|
May 9, 2001
The Supreme Court's decision in the seatbelt/handcuff case grabbed
the headlines, but the ruling the same day about Alabama's English-only
law was every bit as important. The high Court barred a private right
of action to challenge this first-to-reach-the-Court of the 25 state
laws designating English as the state's official language.
The case called Alexander v. Sandoval involved a Spanish-speaking
woman, Martha Sandoval, who demanded that Alabama give her the state
driver's license test in Spanish. Alabama refused, based on the
section added to Alabama's Constitution in 1990 declaring English "the
official language of the state of Alabama."
Sandoval mounted a class-action lawsuit, citing Title VI of the
Civil Rights Act of 1964 and claiming that "language" should come under
the statute's prohibition of discrimination on the basis of "national
origin." She won in the District Court and the Eleventh Circuit Court
of Appeals, but the Supreme Court reversed.
The Supreme Court's ruling was on the single issue of an
individual's right to sue under the Civil Rights Act based on
"disparate impact" rather than on intentional discrimination, and did
not reach any of the issues involved in the importance of the English
language. However, the effect of this decision is that laws that
require the English language do NOT violate anybody's civil rights, and
no one can claim he is discriminated against because federal and state
governments and public schools exclusively use the English language.
Bill Clinton attempted to elevate the inability to speak English
to a protected civil right under the Civil Rights Act with his
Executive Order (EO) 13166 issued last August 11, followed by Janet
Reno's 15 pages of "guidance" published in the Federal Register four
days before they left office. This EO requiring federal agencies to
provide "programs and activities normally provided in English" to non-
English speaking residents was based on the lower court decision in the
Sandoval case, which the Supreme Court has now reversed.
Congress should immediately rescind Clinton's unconstitutional
attempt to create new law and the regulations that followed, and defund
the busybody bureaucrats in the various departmental civil rights
divisions who are trying to enforce what the Supreme Court has now
invalidated.
It is so encouraging to read Justice Scalia's rejection of
judicial activism: if Congress didn't write an individual's cause of
action to challenge a state law, then the courts "may not create one,
no matter how desirable that might be as a policy matter." Five cheers
for the five Justices who participated in that important pronouncement,
rejecting Justice Stevens' complaint that it has been "normal practice
for the courts to infer" what Congress intended.
The Sandoval decision is completely consistent with a recent line
of Supreme Court decisions. In Scalia's refreshing rhetoric, "Having
sworn off the habit of venturing beyond Congress's intent, we will not
accept respondents' invitation to have one last drink."
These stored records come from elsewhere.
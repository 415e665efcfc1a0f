//! Hot-reloaded market blacklist.
//!
//! The blacklist is the only configuration input that may change while a
//! worker runs. The file is re-read when its modification time changes; a
//! file that fails to parse leaves the last good list in place.

use serde::{Deserialize, Serialize};
use std::collections::HashSet;
use std::fs;
use std::path::{Path, PathBuf};
use std::sync::{Arc, RwLock};
use std::time::SystemTime;
use tracing::{info, warn};

/// Parsed blacklist file.
///
/// ```json
/// { "markets": ["0xabc..."], "keywords": ["election"] }
/// ```
#[derive(Debug, Clone, Default, PartialEq, Serialize, Deserialize)]
pub struct Blacklist {
    #[serde(default)]
    pub markets: HashSet<String>,
    /// Lowercased substrings matched against market questions
    #[serde(default)]
    pub keywords: Vec<String>,
}

impl Blacklist {
    pub fn parse(content: &str) -> serde_json::Result<Self> {
        let mut list: Blacklist = serde_json::from_str(content)?;
        list.keywords = list
            .keywords
            .into_iter()
            .map(|k| k.trim().to_lowercase())
            .filter(|k| !k.is_empty())
            .collect();
        Ok(list)
    }

    /// Whether a market is blacklisted by id or question keyword.
    pub fn blocks(&self, market_id: &str, question: &str) -> bool {
        if self.markets.contains(market_id) {
            return true;
        }
        let question = question.to_lowercase();
        self.keywords.iter().any(|k| question.contains(k.as_str()))
    }

    pub fn len(&self) -> usize {
        self.markets.len() + self.keywords.len()
    }

    pub fn is_empty(&self) -> bool {
        self.len() == 0
    }
}

/// Watches a blacklist file and swaps in new contents when it changes.
pub struct BlacklistWatcher {
    path: Option<PathBuf>,
    current: RwLock<Arc<Blacklist>>,
    last_modified: RwLock<Option<SystemTime>>,
}

impl BlacklistWatcher {
    pub fn new(path: Option<PathBuf>) -> Self {
        let watcher = Self {
            path,
            current: RwLock::new(Arc::new(Blacklist::default())),
            last_modified: RwLock::new(None),
        };
        watcher.refresh();
        watcher
    }

    /// Snapshot of the active blacklist.
    pub fn current(&self) -> Arc<Blacklist> {
        match self.current.read() {
            Ok(guard) => Arc::clone(&guard),
            Err(poisoned) => Arc::clone(&poisoned.into_inner()),
        }
    }

    /// Reload the file if it changed since the last successful read.
    ///
    /// Returns true when a new list was installed.
    pub fn refresh(&self) -> bool {
        let Some(path) = self.path.as_deref() else {
            return false;
        };

        let modified = match fs::metadata(path).and_then(|m| m.modified()) {
            Ok(m) => m,
            Err(e) => {
                warn!(path = %path.display(), error = %e, "Blacklist file unavailable, keeping current list");
                return false;
            }
        };

        if self.last_seen() == Some(modified) {
            return false;
        }

        match load_file(path) {
            Ok(list) => {
                info!(path = %path.display(), entries = list.len(), "🚫 [BLACKLIST] Loaded blacklist");
                self.install(list, modified);
                true
            }
            Err(e) => {
                warn!(path = %path.display(), error = %e, "Failed to parse blacklist file, keeping last good list");
                // Remember the broken mtime so the warning is not repeated every cycle.
                if let Ok(mut last) = self.last_modified.write() {
                    *last = Some(modified);
                }
                false
            }
        }
    }

    fn last_seen(&self) -> Option<SystemTime> {
        self.last_modified.read().ok().and_then(|g| *g)
    }

    fn install(&self, list: Blacklist, modified: SystemTime) {
        if let Ok(mut current) = self.current.write() {
            *current = Arc::new(list);
        }
        if let Ok(mut last) = self.last_modified.write() {
            *last = Some(modified);
        }
    }
}

fn load_file(path: &Path) -> anyhow::Result<Blacklist> {
    let content = fs::read_to_string(path)?;
    Ok(Blacklist::parse(&content)?)
}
Driving home this point (in the hope that activist judges will
catch on), Justice Scalia continued: "It is most certainly incorrect
to say that language in a regulation can conjure up a private cause of
action that has not been authorized by Congress. Agencies can play the
sorcerer's apprentice but not the sorcerer itself."
The time is now ripe for Congress and state legislatures to cut
off the funding from all government agencies and public schools that
are relying on Clinton's Executive Order. Our federal and state
governments and taxpayer-financed schools should speak to us only in
the language of the U.S. Constitution and the Declaration of
Independence.
Congress can get the new money it needs for the education budget
by eliminating the billion-dollar boondoggle called bilingual
education. It's a costly fraud because, contrary to the "bi" in
bilingual, it doesn't teach two languages; instead it keeps immigrant
children languishing in Spanish-speaking classes for six years or more.
The voters in statewide initiatives in California and Arizona
decisively rejected bilingual education, but federal dollars continue
to sustain this bureaucracy. Test scores last year proved that
children are progressing faster in California schools since they
started English immersion.
Foreign language ballots for U.S. elections are provided in more
than 375 voting districts. There's no good rationale for this unless
the Democrats are trying to enable non-citizens to vote.
To become a naturalized citizen of the United States, our laws
require the applicant to demonstrate the ability to read, write and
speak simple words in ordinary usage in the English language. Since
only citizens can legally vote, there is no need for foreign language
ballots.
The Equal Employment Opportunity Commission is starting to label
it workplace "discrimination" for employees to be required to speak
English on the job and to customers. Nobody has yet calculated the
horrendous litigation costs this will impose on small businesses.
Winston Churchill observed that "The gift of a common tongue is a
priceless inheritance." It's our task to safeguard that inheritance.